Hari also supported the bombardment and invasion of Iraq on the very same basis as he lined up behind the war in Yugoslavia. Allying himself with the “pro-war lefties,” he wrote in support of US imperialism’s interventions internationally. In an April 11 2003 article, subtitled “America can be a force for good in the world”, he argued that the genocide in Rwanda was caused by a “failure to act” by the US, and “the left” should aim to steer US imperialism towards “the overthrow of tyranny and the birth of democracy.”

He waxed lyrical about the cheering and flower-throwing that had greeted the American military on their arrival in Iraq, which was in fact staged by a few dozen supporters of US puppet Ahmed Chalabi (See “The stage-managed events in Baghdad’s Firdos Square: image-making, lies and the ‘liberation’ of Iraq”)

Imperialism had a harder job selling the invasion of Iraq, but it used the same pseudo-moral arguments as in the Balkans: in order to oppose the dictator Saddam Hussein, one must support imperialist intervention. Once again Hari was ready to join the chorus.

Moreover, not only did the politics of the invasion of Iraq flow directly from the justification given for intervention in the Balkans, the poem he cited by Pinter (which he described as “crap”) was written about US triumphalism after the first Gulf War in 1991.

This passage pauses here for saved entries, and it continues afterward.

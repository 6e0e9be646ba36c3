//! Cycle diagram and chart data builders.
//!
//! Everything here is plain data for a front end to plot: state points,
//! process legs, saturation skeleton curves, and bar-chart entries. No
//! rendering happens in this crate.
//!
//! The Rankine h-s entropies are presentation heuristics (fixed offsets
//! scaled by boiler pressure and turbine efficiency), not property-table
//! lookups. The Brayton T-s entropies follow the ideal-gas relation
//!
//! ```text
//! s2 - s1 = Cp * ln(T2/T1) - R * ln(P2/P1)
//! ```
//!
//! chained across the four states with s1 = 0 as datum.

use bc_core::constants::{CP_AIR_KJ_PER_KG_K, R_AIR_KJ_PER_KG_K};
use bc_model::PlantResults;
use serde::{Deserialize, Serialize};

/// Floor applied to temperatures and pressures before taking logarithms.
const LOG_FLOOR: f64 = 1e-9;

const SATURATION_CURVE_POINTS: usize = 30;

// Rankine h-s presentation constants.
const HS_S1_KJ_KG_K: f64 = 0.8;
const HS_S2_KJ_KG_K: f64 = 0.85;
const HS_S3_BASE_KJ_KG_K: f64 = 6.5;
const HS_S3_PRESSURE_GAIN: f64 = 0.5;
const HS_S4_EXPANSION_SPREAD: f64 = 0.8;
const HS_REF_BOILER_PRESSURE_MPA: f64 = 8.0;

#[derive(Debug, Clone, Copy, Serialize, Deserialize, PartialEq)]
pub struct HsPoint {
    pub s_kj_kg_k: f64,
    pub h_kj_kg: f64,
}

#[derive(Debug, Clone, Copy, Serialize, Deserialize, PartialEq)]
pub struct TsPoint {
    pub s_kj_kg_k: f64,
    pub t_k: f64,
}

/// Rankine cycle overlaid on a sketched saturation dome.
#[derive(Debug, Clone, Serialize, Deserialize, PartialEq)]
pub struct RankineHsDiagram {
    /// States 1-4 in cycle order (condensate, feedwater, boiler exit,
    /// turbine exhaust).
    pub states: [HsPoint; 4],
    pub saturation_liquid: Vec<HsPoint>,
    pub saturation_vapor: Vec<HsPoint>,
}

impl RankineHsDiagram {
    /// Closed polyline 1 -> 2 -> 3 -> 4 -> 1 for the cycle trace.
    pub fn cycle_path(&self) -> Vec<HsPoint> {
        let mut path = self.states.to_vec();
        path.push(self.states[0]);
        path
    }
}

pub fn rankine_hs(results: &PlantResults) -> RankineHsDiagram {
    let pressure_factor = results.inputs.boiler_pressure_mpa / HS_REF_BOILER_PRESSURE_MPA;
    let s3 = HS_S3_BASE_KJ_KG_K + HS_S3_PRESSURE_GAIN * (pressure_factor - 1.0);
    let s4 = s3 + HS_S4_EXPANSION_SPREAD * (1.0 - results.inputs.turbine_efficiency);

    let states = [
        HsPoint {
            s_kj_kg_k: HS_S1_KJ_KG_K,
            h_kj_kg: results.h1_kj_kg,
        },
        HsPoint {
            s_kj_kg_k: HS_S2_KJ_KG_K,
            h_kj_kg: results.h2_kj_kg,
        },
        HsPoint {
            s_kj_kg_k: s3,
            h_kj_kg: results.h3_kj_kg,
        },
        HsPoint {
            s_kj_kg_k: s4,
            h_kj_kg: results.h4_kj_kg,
        },
    ];

    RankineHsDiagram {
        states,
        saturation_liquid: saturation_curve(0.5, 3.0, |s| 200.0 + 300.0 * s),
        saturation_vapor: saturation_curve(5.5, 8.5, |s| 2500.0 + 200.0 * (s - 5.5)),
    }
}

fn saturation_curve(s_min: f64, s_max: f64, h_of_s: impl Fn(f64) -> f64) -> Vec<HsPoint> {
    let step = (s_max - s_min) / (SATURATION_CURVE_POINTS - 1) as f64;
    (0..SATURATION_CURVE_POINTS)
        .map(|i| {
            let s = s_min + step * i as f64;
            HsPoint {
                s_kj_kg_k: s,
                h_kj_kg: h_of_s(s),
            }
        })
        .collect()
}

#[derive(Debug, Clone, Copy, Serialize, Deserialize, PartialEq, Eq)]
pub enum ProcessKind {
    IsentropicCompression,
    HeatAddition,
    IsentropicExpansion,
    HeatRejection,
}

#[derive(Debug, Clone, Copy, Serialize, Deserialize, PartialEq)]
pub struct ProcessLeg {
    pub kind: ProcessKind,
    pub from: TsPoint,
    pub to: TsPoint,
}

/// Brayton cycle in the T-s plane.
#[derive(Debug, Clone, Serialize, Deserialize, PartialEq)]
pub struct BraytonTsDiagram {
    /// States 1-4 (compressor inlet/outlet, turbine inlet/outlet).
    pub states: [TsPoint; 4],
}

impl BraytonTsDiagram {
    /// The four process legs in cycle order. Isentropic legs are drawn
    /// vertically at the inlet entropy; the state markers keep the entropy
    /// generated by the real process.
    pub fn legs(&self) -> [ProcessLeg; 4] {
        let [p1, p2, p3, p4] = self.states;
        [
            ProcessLeg {
                kind: ProcessKind::IsentropicCompression,
                from: p1,
                to: TsPoint {
                    s_kj_kg_k: p1.s_kj_kg_k,
                    t_k: p2.t_k,
                },
            },
            ProcessLeg {
                kind: ProcessKind::HeatAddition,
                from: p2,
                to: p3,
            },
            ProcessLeg {
                kind: ProcessKind::IsentropicExpansion,
                from: p3,
                to: TsPoint {
                    s_kj_kg_k: p3.s_kj_kg_k,
                    t_k: p4.t_k,
                },
            },
            ProcessLeg {
                kind: ProcessKind::HeatRejection,
                from: p4,
                to: p1,
            },
        ]
    }
}

pub fn brayton_ts(results: &PlantResults) -> BraytonTsDiagram {
    let t1 = results.t1_k.max(LOG_FLOOR);
    let t2 = results.t2_k.max(LOG_FLOOR);
    let t3 = results.t3_k.max(LOG_FLOOR);
    let t4 = results.t4_k.max(LOG_FLOOR);
    let p1 = results.p1_mpa.max(LOG_FLOOR);
    let p2 = results.p2_mpa.max(LOG_FLOOR);

    let s1 = 0.0;
    let s2 = CP_AIR_KJ_PER_KG_K * (t2 / t1).ln() - R_AIR_KJ_PER_KG_K * (p2 / p1).ln();
    let s3 = s2 + CP_AIR_KJ_PER_KG_K * (t3 / t2).ln();
    let s4 = s3 + CP_AIR_KJ_PER_KG_K * (t4 / t3).ln() - R_AIR_KJ_PER_KG_K * (p1 / p2).ln();

    BraytonTsDiagram {
        states: [
            TsPoint { s_kj_kg_k: s1, t_k: t1 },
            TsPoint { s_kj_kg_k: s2, t_k: t2 },
            TsPoint { s_kj_kg_k: s3, t_k: t3 },
            TsPoint { s_kj_kg_k: s4, t_k: t4 },
        ],
    }
}

#[derive(Debug, Clone, Serialize, Deserialize, PartialEq)]
pub struct ChartEntry {
    pub label: String,
    pub value: f64,
}

fn entry(label: &str, value: f64) -> ChartEntry {
    ChartEntry {
        label: label.to_string(),
        value,
    }
}

/// Bar-chart series for the plant energy balance, kW.
pub fn energy_flow_entries(results: &PlantResults) -> Vec<ChartEntry> {
    vec![
        entry("Fuel Input (kW)", results.q_in_brayton_kw),
        entry("Steam Input (kW)", results.q_in_rankine_kw),
        entry("Useful Work (kW)", results.useful_work_kw),
        entry("Losses (kW)", results.losses_kw),
    ]
}

/// Bar-chart series for byproduct gas production, kg/hr.
pub fn gas_production_entries(results: &PlantResults) -> Vec<ChartEntry> {
    vec![
        entry("Gas A", results.gas_a_kg_hr),
        entry("Gas B", results.gas_b_kg_hr),
        entry("Methane", results.methane_kg_hr),
    ]
}

/// Brayton state-point table: (state name, T formatted K, P formatted MPa).
pub fn brayton_state_rows(results: &PlantResults) -> Vec<(String, String, String)> {
    let states = [
        ("Compressor Inlet", results.t1_k, results.p1_mpa),
        ("Compressor Outlet", results.t2_k, results.p2_mpa),
        ("Turbine Inlet", results.t3_k, results.p2_mpa),
        ("Turbine Outlet", results.t4_k, results.p1_mpa),
    ];
    states
        .into_iter()
        .map(|(name, t_k, p_mpa)| (name.to_string(), format!("{t_k:.1}"), format!("{p_mpa:.3}")))
        .collect()
}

When we drew attention to Hari’s article, we noted that Pinter’s opposition to the imperialist redivision of the world was a continuation of the critical qualities that had marked all of his life and work. In the last 15 years he has been an articulate and vocal critic of imperialist policies in the Middle East and the Balkans. We noted the connection between his trenchant attacks on the use of torture by US imperialism and the violence of his earlier plays. His determination to remain critically independent has driven his artistic achievement.

Pinter’s poem is part of a body of work (with all its flaws) that attempts to deal honestly with brutality and oppression. For his part Hari states in his latest article that he is “opposed to at least 70 percent of what these governments do.” However, this is not much of a defence when the 30 percent he supports apparently includes military invasion and occupation for the purposes of securing global markets and resources. His recent articles indicate that he may now be having second thoughts about his support for the war against Iraq. In 2003 Hari was calling for an end to US imperialism’s support for dictators, and demanding that imperialism become “solidly Wilsonian and ... equip only solid democrats with weapons of defence.” By 2004, he was criticising the imposition of “market fundamentalism” in Iraq, calling instead for some sort of reflationary benevolent capitalism to revive the country.

What remains constant is his orientation to the imperialist powers and acceptance of their right to dictate the fate of the planet and its peoples. As such Hari is driven to attack Pinter for taking an anti-imperialist position (which he caricatures as “whatever the US and UK governments are for, I’m against.”)

To conclude, in his latest article Hari describes himself as a “militant defender of free speech”—insisting that I slandered him by stating that he viewed Pinter’s opposition to military intervention in the Balkans as “impermissible.” This is a red herring. A commitment to free speech should hardly need stating. But we must remind Hari that he nevertheless wrote: “Unless there is a new Nobel Prize for rage-induced incoherence, Harold Pinter’s ravings should not be beamed into Stockholm this weekend.”

For our part, we would also defend the right of Mr. Hari to spout his imperialist apologetics. We merely reserve the right to call them by their proper name.